Stored data:
-------------------------
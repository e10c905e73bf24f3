//! Prometheus recorder and `/metrics` rendering.
//!
//! Metric names recorded by the hubs live in `relay_hub::metrics`.

use metrics_exporter_prometheus::{BuildError, PrometheusBuilder, PrometheusHandle};
use tracing::info;

/// Install the process-wide Prometheus recorder.
///
/// Call once at startup, before any metric is recorded. Fails if another
/// recorder is already installed.
pub fn install_recorder() -> Result<PrometheusHandle, BuildError> {
    let handle = PrometheusBuilder::new().install_recorder()?;
    info!("prometheus metrics recorder installed");
    Ok(handle)
}

/// Render the Prometheus text exposition.
pub fn render(handle: &PrometheusHandle) -> String {
    handle.render()
}

#[cfg(test)]
mod tests {
    use super::*;
    use metrics::with_local_recorder;
    use relay_hub::metrics::SESSIONS_ACTIVE;

    #[test]
    fn renders_recorded_gauge() {
        let recorder = PrometheusBuilder::new().build_recorder();
        let handle = recorder.handle();
        with_local_recorder(&recorder, || {
            metrics::gauge!(SESSIONS_ACTIVE, "hub" => "chat").set(3.0);
        });

        let output = render(&handle);
        assert!(output.contains(SESSIONS_ACTIVE), "{output}");
        assert!(output.contains("hub=\"chat\""), "{output}");
    }
}
//! Client-to-server frames.
//!
//! Clients only send a `type`; every other field is ignored. Unknown types
//! are kept as [`Inbound::Unknown`] rather than rejected.

use serde::Deserialize;

/// A decoded inbound frame.
#[derive(Clone, Debug, PartialEq, Eq)]
pub enum Inbound {
    /// Application-level liveness probe.
    Ping,
    /// The user started typing.
    Typing,
    /// The user stopped typing.
    StopTyping,
    /// The user has read the conversation.
    Read,
    /// Any other type.
    Unknown(String),
}

#[derive(Deserialize)]
struct InboundWire {
    #[serde(rename = "type", default)]
    kind: String,
}

impl Inbound {
    /// Decode a text frame. Fails only when the frame is not a JSON object.
    pub fn parse(text: &str) -> Result<Self, serde_json::Error> {
        let wire: InboundWire = serde_json::from_str(text)?;
        Ok(Self::from_kind(wire.kind))
    }

    /// Map a wire `type` string to its variant.
    pub fn from_kind(kind: String) -> Self {
        match kind.as_str() {
            "ping" => Self::Ping,
            "typing" => Self::Typing,
            "stop_typing" => Self::StopTyping,
            "read" => Self::Read,
            _ => Self::Unknown(kind),
        }
    }
}
//! # relay-agent
//!
//! Relay server binary: loads settings, initializes logging and metrics,
//! wires both hubs behind the HTTP surface and runs until Ctrl-C.

#![deny(unsafe_code)]

use std::path::PathBuf;
use std::sync::Arc;

use anyhow::{Context, Result, anyhow, bail};
use clap::Parser;
use relay_core::{LogFormat, init_subscriber};
use relay_server::{MemoryDirectory, RelayServer, ServerConfig, StaticTokens};
use relay_settings::RelaySettings;

/// Real-time chat and notification relay.
#[derive(Parser, Debug)]
#[command(name = "relay-agent", about = "Real-time chat and notification relay")]
struct Cli {
    /// Host to bind (overrides settings).
    #[arg(long)]
    host: Option<String>,

    /// Port to bind, 0 for auto-assign (overrides settings).
    #[arg(long)]
    port: Option<u16>,

    /// Settings file. Defaults to `~/.relay/settings.json`.
    #[arg(long)]
    settings: Option<PathBuf>,

    /// Log level or filter directive (overrides settings).
    #[arg(long)]
    log_level: Option<String>,

    /// Log output format: `compact` or `json` (overrides settings).
    #[arg(long, value_parser = parse_log_format)]
    log_format: Option<LogFormat>,

    /// Seed an in-memory chat, as `CHAT_ID:USER,USER,...`. Repeatable.
    #[arg(long = "chat", value_parser = parse_chat)]
    chats: Vec<SeedChat>,
}

#[derive(Debug, Clone, PartialEq, Eq)]
struct SeedChat {
    id: i64,
    participants: Vec<i64>,
}

fn parse_log_format(raw: &str) -> Result<LogFormat> {
    match raw.to_ascii_lowercase().as_str() {
        "compact" => Ok(LogFormat::Compact),
        "json" => Ok(LogFormat::Json),
        other => bail!("unknown log format '{other}', expected compact or json"),
    }
}

fn parse_chat(raw: &str) -> Result<SeedChat> {
    let (id, users) = raw
        .split_once(':')
        .ok_or_else(|| anyhow!("expected CHAT_ID:USER,USER,..."))?;
    let id = id.trim().parse().context("invalid chat id")?;
    let participants = users
        .split(',')
        .filter(|u| !u.trim().is_empty())
        .map(|u| u.trim().parse::<i64>().with_context(|| format!("invalid user id '{u}'")))
        .collect::<Result<Vec<_>>>()?;
    Ok(SeedChat { id, participants })
}

impl Cli {
    fn load_settings(&self) -> Result<RelaySettings> {
        let path = self.settings.clone().unwrap_or_else(relay_settings::settings_path);
        let mut settings = relay_settings::load_settings_from_path(&path)
            .with_context(|| format!("failed to load settings from {}", path.display()))?;
        if let Some(host) = &self.host {
            settings.server.host.clone_from(host);
        }
        if let Some(port) = self.port {
            settings.server.port = port;
        }
        if let Some(level) = &self.log_level {
            settings.logging.level.clone_from(level);
        }
        if let Some(format) = self.log_format {
            settings.logging.format = format;
        }
        Ok(settings)
    }
}

#[tokio::main]
async fn main() -> Result<()> {
    let args = Cli::parse();
    let settings = args.load_settings()?;

    init_subscriber(&settings.logging.level, settings.logging.format);
    let metrics = relay_server::metrics::install_recorder().context("failed to install metrics recorder")?;

    let directory = Arc::new(MemoryDirectory::new());
    for chat in &args.chats {
        directory.create_chat(chat.id, chat.participants.iter().copied());
        tracing::info!(chat_id = chat.id, participants = ?chat.participants, "seeded chat");
    }
    let tokens = StaticTokens::new(settings.auth.tokens.clone());
    if tokens.is_empty() {
        tracing::warn!("no auth tokens configured, every upgrade will be rejected");
    }

    let config = ServerConfig::from_settings(&settings);
    let server = RelayServer::new(config, directory, Arc::new(tokens), metrics);
    let addr = server.listen().await.context("failed to bind listener")?;
    tracing::info!(%addr, "relay agent ready");

    tokio::signal::ctrl_c()
        .await
        .context("failed to listen for shutdown signal")?;
    tracing::info!("shutdown signal received");

    if !server.shutdown().await {
        tracing::warn!("shutdown timed out, some tasks were aborted");
    }
    Ok(())
}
-------------------------
§ **WORK ITEM**:
Look above for the line holding "let handle = recorder.handle();" and the line holding "pub enum Inbound". Retype both, and every line between them, word for word and nothing else.

§ **REPLY**:
        let handle = recorder.handle();
        with_local_recorder(&recorder, || {
            metrics::gauge!(SESSIONS_ACTIVE, "hub" => "chat").set(3.0);
        });

        let output = render(&handle);
        assert!(output.contains(SESSIONS_ACTIVE), "{output}");
        assert!(output.contains("hub=\"chat\""), "{output}");
    }
}
//! Client-to-server frames.
//!
//! Clients only send a `type`; every other field is ignored. Unknown types
//! are kept as [`Inbound::Unknown`] rather than rejected.

use serde::Deserialize;

/// A decoded inbound frame.
#[derive(Clone, Debug, PartialEq, Eq)]
pub enum Inbound {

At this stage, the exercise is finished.